Un articolo del ‘Corriere della Sera’ del 27 marzo ha permesso di conoscere la storia di Mattia Guarneri, diciottenne, considerato il paziente più giovane d’Italia a essere stato intubato, e a lungo, per il Covid.

Il 16 Marzo Mattia aveva la febbre e insieme alla madre si era recato al pronto soccorso per i controlli. L’esito non era stato dei migliori: polmonite da Coronavirus. I medici rassicurano la coppia dicendo che lo avrebbero curato a casa, ma le condizioni del ragazzo peggiorano.

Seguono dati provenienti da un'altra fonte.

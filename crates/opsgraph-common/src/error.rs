//! Error types and utilities for OpsGraph

use std::path::PathBuf;
use thiserror::Error;

/// Result type alias for OpsGraph operations
pub type Result<T> = std::result::Result<T, OpsGraphError>;

type BoxedSource = Box<dyn std::error::Error + Send + Sync>;

/// Failures raised while reading one sheet of the input workbook.
///
/// Callers are expected to log these and skip the charts that depend on the
/// sheet; they never abort a whole report run.
#[derive(Error, Debug)]
pub enum LoadError {
    /// The backing workbook does not exist.
    #[error("input workbook not found at '{}'", .path.display())]
    FileMissing {
        /// Path that was checked.
        path: PathBuf,
    },

    /// The workbook exists but has no sheet with the requested name.
    #[error("sheet '{sheet}' not found in workbook")]
    SheetMissing {
        /// Requested sheet name.
        sheet: String,
    },

    /// Anything else: corrupt file, unreadable range, malformed header.
    #[error("unexpected error while loading sheet '{sheet}': {message}")]
    Unexpected {
        /// Requested sheet name.
        sheet: String,
        /// Human readable description.
        message: String,
        /// Underlying cause, when there is one.
        #[source]
        source: Option<BoxedSource>,
    },
}

impl LoadError {
    /// Create an unexpected load error without an underlying cause
    pub fn unexpected(sheet: impl Into<String>, msg: impl Into<String>) -> Self {
        Self::Unexpected {
            sheet: sheet.into(),
            message: msg.into(),
            source: None,
        }
    }

    /// Create an unexpected load error wrapping its cause
    pub fn unexpected_with_source(
        sheet: impl Into<String>,
        msg: impl Into<String>,
        source: impl std::error::Error + Send + Sync + 'static,
    ) -> Self {
        Self::Unexpected {
            sheet: sheet.into(),
            message: msg.into(),
            source: Some(Box::new(source)),
        }
    }

    /// Short machine-friendly name of the failure kind
    pub const fn kind(&self) -> &'static str {
        match self {
            Self::FileMissing { .. } => "file_missing",
            Self::SheetMissing { .. } => "sheet_missing",
            Self::Unexpected { .. } => "unexpected_load_error",
        }
    }
}

/// Main error type for OpsGraph operations
#[derive(Error, Debug)]
pub enum OpsGraphError {
    /// Configuration related errors
    #[error("Configuration error: {message}")]
    Config {
        message: String,
        #[source]
        source: Option<BoxedSource>,
    },

    /// I/O related errors
    #[error("I/O error: {0}")]
    Io(#[from] std::io::Error),

    /// Sheet loading errors
    #[error("Load error: {0}")]
    Load(#[from] LoadError),

    /// A column a transform relies on is absent or has the wrong kind
    #[error("Incompatible schema: {message}")]
    IncompatibleSchema {
        message: String,
        column: Option<String>,
    },

    /// Chart drawing or image encoding errors
    #[error("Render error: {message}")]
    Render {
        message: String,
        #[source]
        source: Option<BoxedSource>,
    },

    /// Validation errors for configuration values or input data
    #[error("Validation error: {message}")]
    Validation {
        message: String,
        field: Option<String>,
    },

    /// Generic error with custom message
    #[error("{message}")]
    Generic {
        message: String,
        #[source]
        source: Option<BoxedSource>,
    },
}

impl OpsGraphError {
    /// Create a new generic error with a custom message
    pub fn new(msg: impl Into<String>) -> Self {
        Self::Generic {
            message: msg.into(),
            source: None,
        }
    }

    /// Create a new generic error with a custom message and source
    pub fn with_source(
        msg: impl Into<String>,
        source: impl std::error::Error + Send + Sync + 'static,
    ) -> Self {
        Self::Generic {
            message: msg.into(),
            source: Some(Box::new(source)),
        }
    }

    /// Create a new configuration error
    pub fn config(msg: impl Into<String>) -> Self {
        Self::Config {
            message: msg.into(),
            source: None,
        }
    }

    /// Create a new configuration error with source
    pub fn config_with_source(
        msg: impl Into<String>,
        source: impl std::error::Error + Send + Sync + 'static,
    ) -> Self {
        Self::Config {
            message: msg.into(),
            source: Some(Box::new(source)),
        }
    }

    /// Create a schema error for a missing or mistyped column
    pub fn missing_column(column: impl Into<String>) -> Self {
        let column = column.into();
        Self::IncompatibleSchema {
            message: format!("required column '{column}' is absent"),
            column: Some(column),
        }
    }

    /// Create a schema error without a specific column
    pub fn schema(msg: impl Into<String>) -> Self {
        Self::IncompatibleSchema {
            message: msg.into(),
            column: None,
        }
    }

    /// Create a new render error
    pub fn render(msg: impl Into<String>) -> Self {
        Self::Render {
            message: msg.into(),
            source: None,
        }
    }

    /// Create a new render error with source
    pub fn render_with_source(
        msg: impl Into<String>,
        source: impl std::error::Error + Send + Sync + 'static,
    ) -> Self {
        Self::Render {
            message: msg.into(),
            source: Some(Box::new(source)),
        }
    }

    /// Create a new validation error
    pub fn validation(msg: impl Into<String>) -> Self {
        Self::Validation {
            message: msg.into(),
            field: None,
        }
    }

    /// Create a new validation error with field name
    pub fn validation_field(msg: impl Into<String>, field: impl Into<String>) -> Self {
        Self::Validation {
            message: msg.into(),
            field: Some(field.into()),
        }
    }

    /// Whether the error only means a derived metric or chart must be omitted
    pub const fn is_schema_gap(&self) -> bool {
        matches!(self, Self::IncompatibleSchema { .. })
    }
}

#[cfg(feature = "plotters")]
/// Convert from plotters drawing errors to OpsGraphError
impl<T> From<plotters::drawing::DrawingAreaErrorKind<T>> for OpsGraphError
where
    T: std::error::Error + Send + Sync + 'static,
{
    fn from(err: plotters::drawing::DrawingAreaErrorKind<T>) -> Self {
        Self::render_with_source("Chart rendering failed", err)
    }
}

Mattia cominciava ad avere le prime crisi respiratorie: “Chiamo i soccorsi, arrivano a prenderlo, lo ricoverano. L’ultima immagine che ho di lui è mentre lo caricano sull’ambulanza”, ha raccontato la mamma del ragazzo, ma la sera del ricovero la donna ha ricevuto questo messaggio dal figlio: “Tra poco mi intubano. Stai tranquilla, non ti lascerò sola. Ti amo, mamma, lotterò per te e per Anastasia. Devo andare”.

Mattia entra in terapia intensiva in coma farmacologico. Sono giorni di ansia e di sofferenza per la donna e per quanti conoscono Mattia.

La madre è quotidianamente in contatto con gli amici e gli insegnanti che chiamano per avere notizie di Mattia, ma l’attesa è micidiale e la donna è in ansia per suo figlio. Chiama l’ospedale. “Ho detto che ero lì, a due passi da loro, ho supplicato i medici di vedere mio figlio, anche dal vetro. Invece no, ci sono regole e vanno rispettate. Ho fatto un patto con le infermiere allora: vanno da lui, me lo accarezzano e gli dicono che quella è la carezza della mamma”.

Il ragazzo rimarrà in terapia intensiva per due settimane. Mattia è riuscito a sopravvivere al virus e a riabbracciare i suoi cari.

“Sto bene, ma per riprendermi mi ci sono volute tre settimane dopo le dimissioni” è la risposta sorridente, a quanti glielo chiedono, del ragazzo. Allo stesso tempo ha ricordato al ‘Corriere della sera’ (10 ottobre): “Dopo le dimissioni, quando non mi reggevo in piedi, ho pensato che forse la gravità del Covid la capisce solo chi l’ha provato. Non auguro a nessuno ciò che ho passato, ma se vivi un’esperienza così la mascherina la metti ovunque”. Di quel brutto periodo ha vaghi ricordi, tra questi quello del medico che gli tocca la fronte e gli dice: “La situazione è grave, ti intubiamo, chiama a casa”.

Ora Mattia è tornato a vivere; ha festeggiato i suoi 19 anni, sta continuando a studiare per la patente e lavora come elettricista, ma al contempo avverte: “ State attenti, facciamo come ci dicono. Tornerà il tempo del divertimento. Ora dobbiamo aiutarci. La mascherina e il distanziamento sono le uniche armi che abbiamo per non rivedere quelle corsie d’ospedale”.